[Saved entries]
*** Begin section ***

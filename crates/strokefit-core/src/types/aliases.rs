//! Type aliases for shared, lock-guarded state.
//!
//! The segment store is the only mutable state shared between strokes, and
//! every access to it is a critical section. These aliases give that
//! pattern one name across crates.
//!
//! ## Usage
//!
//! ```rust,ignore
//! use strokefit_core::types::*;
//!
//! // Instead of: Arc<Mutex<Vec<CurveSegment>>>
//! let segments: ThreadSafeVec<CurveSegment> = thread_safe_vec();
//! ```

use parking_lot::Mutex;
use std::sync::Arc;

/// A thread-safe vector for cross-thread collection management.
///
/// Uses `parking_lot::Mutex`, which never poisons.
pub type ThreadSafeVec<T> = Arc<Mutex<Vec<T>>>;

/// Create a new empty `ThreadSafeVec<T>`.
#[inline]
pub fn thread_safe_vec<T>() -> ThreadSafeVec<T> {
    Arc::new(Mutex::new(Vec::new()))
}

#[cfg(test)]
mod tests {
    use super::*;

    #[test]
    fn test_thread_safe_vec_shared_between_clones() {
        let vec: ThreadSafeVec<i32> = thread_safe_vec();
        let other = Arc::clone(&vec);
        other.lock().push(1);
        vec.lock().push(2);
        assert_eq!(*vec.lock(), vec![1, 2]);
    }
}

*** End section ***

■ **Exercise instructions**: Could you print, exactly and with nothing else, the lines from the one containing "let vec: ThreadSafeVec<i32>" through the last line of the records above?

■ **Result of this task**:
        let vec: ThreadSafeVec<i32> = thread_safe_vec();
        let other = Arc::clone(&vec);
        other.lock().push(1);
        vec.lock().push(2);
        assert_eq!(*vec.lock(), vec![1, 2]);
    }
}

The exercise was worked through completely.